ISLAMABAD, Pakistan, Nov. 17 — Continuing to defy the United States, Pakistan’s president, Gen. Pervez Musharraf, declined to tell a senior American envoy on Saturday when he would lift a two-week-old state of emergency, Pakistani and western officials said.

In a two-hour, face-to-face meeting with Deputy Secretary of State John D. Negroponte — who had been expected to urge the president to end the emergency — General Musharraf said he would do so when security improves in the country. Mr. Negroponte is the United States’ second highest ranking diplomat.

“The president said, ‘I have noted your concerns and I think I will address all of these,’ ” a close aide to General Musharraf said.

A Western diplomat declined to comment on the meeting, but said it would take time to determine whether the American message had an impact on General Musharraf.

“In diplomacy, things don’t happen instantaneously,” said the diplomat, who spoke on condition of anonymity. “He came with a very strong message and he delivered a very strong message.”

General Musharraf’s defiance continues to be a major embarrassment for the Bush administration, which has provided more than $10 billion in aid to the military leader’s government since 2001 and declared him a valued ally. Ten days ago, President Bush personally telephoned General Musharraf and asked him to end the state of emergency, with no result.

On Nov. 3, the general declared de facto martial law in Pakistan, blacked out independent news stations and arrested an estimated 2,500 opposition politicians, lawyers and human rights activists. The move, which General Musharraf has said is an effort to curb terrorism, is widely seen by Pakistanis as an effort by the increasingly unpopular ruler to cling to power.

American officials had said that Mr. Negroponte would carry a blunt warning to the Pakistani leader to end the emergency, release all prisoners, resign from his post as army chief and hold free and fair elections in January. The first-ever director of national intelligence and a longtime diplomat, Mr. Negroponte is known as a tough negotiator.

In a sign of General Musharraf’s growing isolation, the secretary general of the main political party backing General Musharraf called for an end to the emergency on Saturday. The leader, Mushahid Hussain, said that ending the state of emergency would cause “less tension, less political conflict and less polarization.”

“The national interest would be better served,” Mr. Hussain said in an interview with Dawn News, a Pakistani television channel. “The emergency has been having a very negative impact, both at home and abroad.”

A second western diplomat said General Musharraf would not want to be seen as bowing to American pressure and was unlikely to lift the emergency in the next several days. But the diplomat, who like others would not speak for attribution because they did not want to complicate relations with Pakistani officials, said the president would eventually face criticism from fellow military officers.

“I think sooner or later his military colleagues are going to have to start whispering to him that concession and change is necessary,” the diplomat said.

Before meeting with General Musharraf, Mr.
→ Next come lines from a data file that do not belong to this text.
// SPDX-License-Identifier: Apache-2.0
// Copyright 2025 itsakeyfut
//
// Licensed under the Apache License, Version 2.0 (the "License");
// you may not use this file except in compliance with the License.
// You may obtain a copy of the License at
//
//     http://www.apache.org/licenses/LICENSE-2.0
//
// Unless required by applicable law or agreed to in writing, software
// distributed under the License is distributed on an "AS IS" BASIS,
// WITHOUT WARRANTIES OR CONDITIONS OF ANY KIND, either express or implied.
// See the License for the specific language governing permissions and
// limitations under the License.

//! Resource acquisition and teardown tests

use super::mocks::*;
use super::super::*;
use crate::core::config::DisplayMode;
use crate::core::error::EmulatorError;

#[test]
fn test_quit_releases_in_reverse_order() {
    let harness = Harness::new();
    harness.run_idle(steps_of(1, 3), 3);
    assert_eq!(harness.shutdowns(), RELEASE_ORDER);
}

#[test]
fn test_menu_exit_releases_once() {
    let harness = Harness::new();
    harness
        .supervisor(
            RuntimeConfig::default(),
            Vec::new(),
            vec![Keys::MENU],
            vec![MenuAction::Exit],
        )
        .run()
        .unwrap();
    assert_eq!(harness.shutdowns(), RELEASE_ORDER);
}

#[test]
fn test_fault_releases_once() {
    let harness = Harness::new();
    harness.run_idle(vec![StepScript::Fault(CoreFault::new(4, 0))], 2);
    assert_eq!(harness.shutdowns(), RELEASE_ORDER);
}

#[test]
fn test_core_reset_on_acquire() {
    let harness = Harness::new();
    let _session = harness.session(Vec::new());

    let events = harness.events();
    assert_eq!(events, vec!["reset core".to_string()]);
}

#[test]
fn test_failed_core_acquisition_releases_audio_and_display() {
    let harness = Harness::new();
    let err = SessionBuilder::new()
        .display(|| Ok(harness.display()))
        .and_then(|b| b.audio(|| Ok(harness.audio())))
        .and_then(|b| {
            b.core(|| {
                Err(EmulatorError::SubsystemInit {
                    subsystem: "core",
                    reason: "no recompiler cache".to_string(),
                })
            })
        })
        .err()
        .unwrap();

    assert!(matches!(err, EmulatorError::SubsystemInit { subsystem: "core", .. }));
    assert_eq!(harness.shutdowns(), vec!["shutdown audio", "shutdown display"]);
}

#[test]
fn test_failed_audio_acquisition_releases_display() {
    let harness = Harness::new();
    let result = SessionBuilder::new()
        .display(|| Ok(harness.display()))
        .and_then(|b| {
            b.audio(|| {
                Err(EmulatorError::SubsystemInit {
                    subsystem: "audio",
                    reason: "device busy".to_string(),
                })
            })
        });

    assert!(result.is_err());
    assert_eq!(harness.shutdowns(), vec!["shutdown display"]);
}

#[test]
fn test_out_of_order_acquisition_rejected() {
    let harness = Harness::new();
    let err = SessionBuilder::new()
        .audio(|| Ok(harness.audio()))
        .err()
        .unwrap();

    assert!(matches!(err, EmulatorError::IncompleteSession("display")));
    // The opener never ran, so nothing was acquired
    assert!(harness.shutdowns().is_empty());
}

#[test]
fn test_incomplete_build_releases_acquired() {
    let harness = Harness::new();
    let err = SessionBuilder::new()
        .display(|| Ok(harness.display()))
        .and_then(|b| b.audio(|| Ok(harness.audio())))
        .and_then(SessionBuilder::build)
        .err()
        .unwrap();

    assert!(matches!(err, EmulatorError::IncompleteSession("core")));
    assert_eq!(harness.shutdowns(), vec!["shutdown audio", "shutdown display"]);
}

#[test]
fn test_dropped_supervisor_releases_once() {
    let harness = Harness::new();
    let supervisor = harness.supervisor(RuntimeConfig::default(), Vec::new(), idle(1), Vec::new());
    drop(supervisor);
    assert_eq!(harness.shutdowns(), RELEASE_ORDER);
}

#[test]
fn test_explicit_release_is_idempotent() {
    let harness = Harness::new();
    let mut session = harness.session(Vec::new());
    session.release();
    session.release();
    assert!(session.is_released());
    drop(session);
    assert_eq!(harness.shutdowns(), RELEASE_ORDER);
}

#[test]
fn test_display_mode_applied_at_start() {
    let harness = Harness::new();
    let config = RuntimeConfig {
        display_mode: DisplayMode::Stereo,
        ..RuntimeConfig::default()
    };
    let _supervisor = harness.supervisor(config, Vec::new(), idle(0), Vec::new());
    assert_eq!(harness.stereo.get(), Some(true));

    let harness = Harness::new();
    let _supervisor = harness.supervisor(RuntimeConfig::default(), Vec::new(), idle(0), Vec::new());
    assert_eq!(harness.stereo.get(), Some(false));
}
Negroponte met with Gen. Ashfaq Parvez Kayani, the deputy commander of Pakistan’s army. Mr. Kayani, a pro-western moderate, is General Musharraf’s designated successor to head the army and is widely believed to want to remove the military from politics and to focus on securing the country.
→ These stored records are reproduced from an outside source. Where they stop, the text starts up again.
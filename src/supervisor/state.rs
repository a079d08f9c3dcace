// SPDX-License-Identifier: Apache-2.0
// Copyright 2025 itsakeyfut
//
// Licensed under the Apache License, Version 2.0 (the "License");
// you may not use this file except in compliance with the License.
// You may obtain a copy of the License at
//
//     http://www.apache.org/licenses/LICENSE-2.0
//
// Unless required by applicable law or agreed to in writing, software
// distributed under the License is distributed on an "AS IS" BASIS,
// WITHOUT WARRANTIES OR CONDITIONS OF ANY KIND, either express or implied.
// See the License for the specific language governing permissions and
// limitations under the License.

//! Supervisor state machine
//!
//! ```text
//!          Start            MenuRequested
//!   Init ────────► Running ◄─────────────► MenuOverlay
//!                   │  │   MenuClosed(Resume)    │
//!          Faulted  │  │ QuitRequested           │ MenuClosed(Exit)
//!                   ▼  └──────────┐              │
//!               ErrorHalt         ▼              │
//!                   │ Acknowledged Exiting ◄─────┘
//!                   └────────────► │
//!                                  │ Released
//!                                  ▼
//!                             Terminated
//! ```
//!
//! Every path into `Terminated` passes through `Exiting`, which is where the
//! session releases its resources. Transitions not in the diagram are errors.

use super::host::MenuAction;
use crate::core::error::{CoreFault, EmulatorError, Result};

/// Why a session ended
#[derive(Debug, Clone, Copy, PartialEq, Eq)]
pub enum ExitReason {
    /// Platform quit signal
    Quit,
    /// User chose exit from the menu overlay
    Menu,
    /// The core faulted and the user acknowledged the report
    Fault(CoreFault),
}

/// Supervisor states
#[derive(Debug, Clone, Copy, PartialEq, Eq)]
pub enum SupervisorState {
    /// Session acquired, loop not started
    Init,
    /// Stepping the core
    Running,
    /// Menu overlay holds control
    MenuOverlay,
    /// Core faulted; waiting for acknowledgement
    ErrorHalt(CoreFault),
    /// Releasing resources
    Exiting(ExitReason),
    /// Final state
    Terminated(ExitReason),
}

/// Inputs to the state machine
#[derive(Debug, Clone, Copy, PartialEq, Eq)]
pub enum Event {
    /// Enter the main loop
    Start,
    /// Open-menu input observed
    MenuRequested,
    /// Menu overlay returned
    MenuClosed(MenuAction),
    /// Core step returned a fault
    Faulted(CoreFault),
    /// User acknowledged the fault report
    Acknowledged,
    /// Platform quit signal observed
    QuitRequested,
    /// Resources released
    Released,
}

impl SupervisorState {
    /// Compute the state that follows `event`
    ///
    /// # Errors
    ///
    /// Returns `EmulatorError::InvalidTransition` for any pair not in the
    /// state diagram, including every event received in `Terminated`.
    pub fn transition(self, event: Event) -> Result<Self> {
        use SupervisorState::*;

        let next = match (self, event) {
            (Init, Event::Start) => Running,
            (Running, Event::MenuRequested) => MenuOverlay,
            (Running, Event::Faulted(fault)) => ErrorHalt(fault),
            (Running, Event::QuitRequested) => Exiting(ExitReason::Quit),
            (MenuOverlay, Event::MenuClosed(MenuAction::Resume)) => Running,
            (MenuOverlay, Event::MenuClosed(MenuAction::Exit)) => Exiting(ExitReason::Menu),
            (ErrorHalt(fault), Event::Acknowledged) => Exiting(ExitReason::Fault(fault)),
            (Exiting(reason), Event::Released) => Terminated(reason),
            (state, event) => {
                return Err(EmulatorError::InvalidTransition {
                    state: format!("{:?}", state),
                    event: format!("{:?}", event),
                })
            }
        };

        log::debug!("Supervisor: {:?} --{:?}--> {:?}", self, event, next);
        Ok(next)
    }

    /// True once the session has fully ended
    pub fn is_terminal(&self) -> bool {
        matches!(self, SupervisorState::Terminated(_))
    }
}
// SPDX-License-Identifier: Apache-2.0
// Copyright 2025 itsakeyfut
//
// Licensed under the Apache License, Version 2.0 (the "License");
// you may not use this file except in compliance with the License.
// You may obtain a copy of the License at
//
//     http://www.apache.org/licenses/LICENSE-2.0
//
// Unless required by applicable law or agreed to in writing, software
// distributed under the License is distributed on an "AS IS" BASIS,
// WITHOUT WARRANTIES OR CONDITIONS OF ANY KIND, either express or implied.
// See the License for the specific language governing permissions and
// limitations under the License.

//! Game loading for the Virtual Boy
//!
//! This module turns a ROM path into an image the emulation core may run.
//!
//! # Load Sequence
//!
//! 1. Read the ROM file named by the runtime configuration
//! 2. Validate the image size and parse the trailing cartridge header
//! 3. Resolve the game identity (configured override, else the header)
//! 4. Apply the patch registry for that identity
//! 5. Hand the patched image to the core
//!
//! Step 4 is enforced by the types: the core is built from a [`PatchedRom`],
//! and the only way to obtain one is through [`PatchedRom::new`], which runs
//! the registry first. No core step can ever observe a pre-patch image.
//!
//! # Example
//!
//! ```no_run
//! use vbrx::core::config::RuntimeConfig;
//! use vbrx::core::loader::load_game;
//! use vbrx::core::patches::PatchRegistry;
//!
//! let config = RuntimeConfig {
//!     rom_name: Some("wario.vb".into()),
//!     ..RuntimeConfig::default()
//! };
//! let game = load_game(&config, PatchRegistry::builtin()).unwrap();
//! println!("{} ({} patches applied)", game.header.title, game.report.applied());
//! ```

use super::config::RuntimeConfig;
use super::error::{EmulatorError, Result};
use super::patches::{PatchRegistry, PatchReport};
use super::rom::{GameIdentity, RomHeader, RomImage};
use std::path::Path;

/// ROM image that has been through the patch engine
///
/// Read-only from here on. Cores take ownership of this type rather than a
/// bare [`RomImage`].
#[derive(Debug, Clone)]
pub struct PatchedRom {
    image: RomImage,
    identity: GameIdentity,
}

impl PatchedRom {
    /// Apply `registry` to `image` for `identity` and seal the result
    pub fn new(
        mut image: RomImage,
        identity: GameIdentity,
        registry: &PatchRegistry,
    ) -> (Self, PatchReport) {
        let report = registry.apply_with_report(&mut image, &identity);
        (Self { image, identity }, report)
    }

    /// Identity the patches were selected with
    pub fn identity(&self) -> GameIdentity {
        self.identity
    }

    /// Patched ROM bytes
    pub fn bytes(&self) -> &[u8] {
        self.image.bytes()
    }

    /// Image size in bytes
    pub fn len(&self) -> usize {
        self.image.len()
    }

    /// Always false for a validated image
    pub fn is_empty(&self) -> bool {
        self.image.is_empty()
    }

    /// Release the underlying image
    pub fn into_image(self) -> RomImage {
        self.image
    }
}

/// A ROM ready to run
#[derive(Debug, Clone)]
pub struct LoadedGame {
    /// Patched image
    pub rom: PatchedRom,
    /// Header as read from the file (before patching)
    pub header: RomHeader,
    /// Per-entry patch results
    pub report: PatchReport,
}

/// Load the ROM named by `config` and apply `registry`
///
/// # Returns
///
/// - `Ok(LoadedGame)` with the patched image
/// - `Err(EmulatorError::NoRomSelected)` if `config.rom_name` is unset
/// - `Err(EmulatorError)` if the file cannot be read or is not a valid ROM
pub fn load_game(config: &RuntimeConfig, registry: &PatchRegistry) -> Result<LoadedGame> {
    let path = config
        .rom_name
        .as_deref()
        .ok_or(EmulatorError::NoRomSelected)?;
    load_rom_file(path, config.game_id, registry)
}

/// Load a ROM file and apply `registry`
///
/// # Arguments
///
/// * `path` - ROM file
/// * `identity_override` - Identity to use for patch lookup instead of the header's
/// * `registry` - Patches to apply
pub fn load_rom_file<P: AsRef<Path>>(
    path: P,
    identity_override: Option<GameIdentity>,
    registry: &PatchRegistry,
) -> Result<LoadedGame> {
    let path = path.as_ref();
    log::info!("Loading ROM from: {}", path.display());

    let image = RomImage::load(path)?;
    Ok(prepare(image, identity_override, registry))
}

/// Patch an in-memory image and collect its header
pub fn prepare(
    image: RomImage,
    identity_override: Option<GameIdentity>,
    registry: &PatchRegistry,
) -> LoadedGame {
    let header = image.header();
    let identity = identity_override.unwrap_or(header.identity);
    if identity != header.identity {
        log::info!(
            "Game ID override: {} (header says {})",
            identity,
            header.identity
        );
    }

    log::info!(
        "ROM: \"{}\" [{}] v{} ({} KiB)",
        header.title,
        identity,
        header.version,
        image.len() / 1024
    );

    let (rom, report) = PatchedRom::new(image, identity, registry);
    if report.applied() > 0 {
        log::info!("Applied {} patch(es) for {}", report.applied(), identity);
    }

    LoadedGame {
        rom,
        header,
        report,
    }
}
Western diplomats believe that Pakistan’s army still supports General Musharraf, but that there is unease with his leadership. With the army facing a growing insurgency from Islamic militants in the northwest, generals are eager to have an army chief who is focused solely on military matters and not distracted by politics, they said.

Twice in Pakistan’s history, senior generals have asked military rulers to resign when their conduct was deemed to be damaging to the army as an institution.

American and Pakistani officials declined to comment on the meeting between Mr. Negroponte and General Kayani. Pakistani officials said that General Kayani also attended a subsequent meeting between Mr. Negroponte and General Musharraf.

On Saturday, speculation also swirled about American intentions. After arriving in Islamabad on Friday, Mr. Negroponte telephoned the opposition leader Benazir Bhutto after she was released from three days of house arrest in the eastern city of Lahore.

Mr. Negroponte also met Tariq Aziz, secretary of the National Security Council and a close aide of General Musharraf.

Mr. Aziz served as a back-channel negotiator in an American effort to broker a deal between General Musharraf and Ms. Bhutto that would create an alliance of pro-western moderates that could counter rising militancy in the country. American officials hoped that Ms. Bhutto’s presumed popularity in Pakistan would bolster General Musharraf’s low standing. The president’s declaration of de facto martial law appears to have scuttled any deal, for now.

European diplomats and Pakistani analysts have long questioned the viability of an American-engineered Bhutto-Musharraf alliance. Any government they form would be viewed as a puppet of the United States, they said.

Carlotta Gall contributed reporting from Islamabad.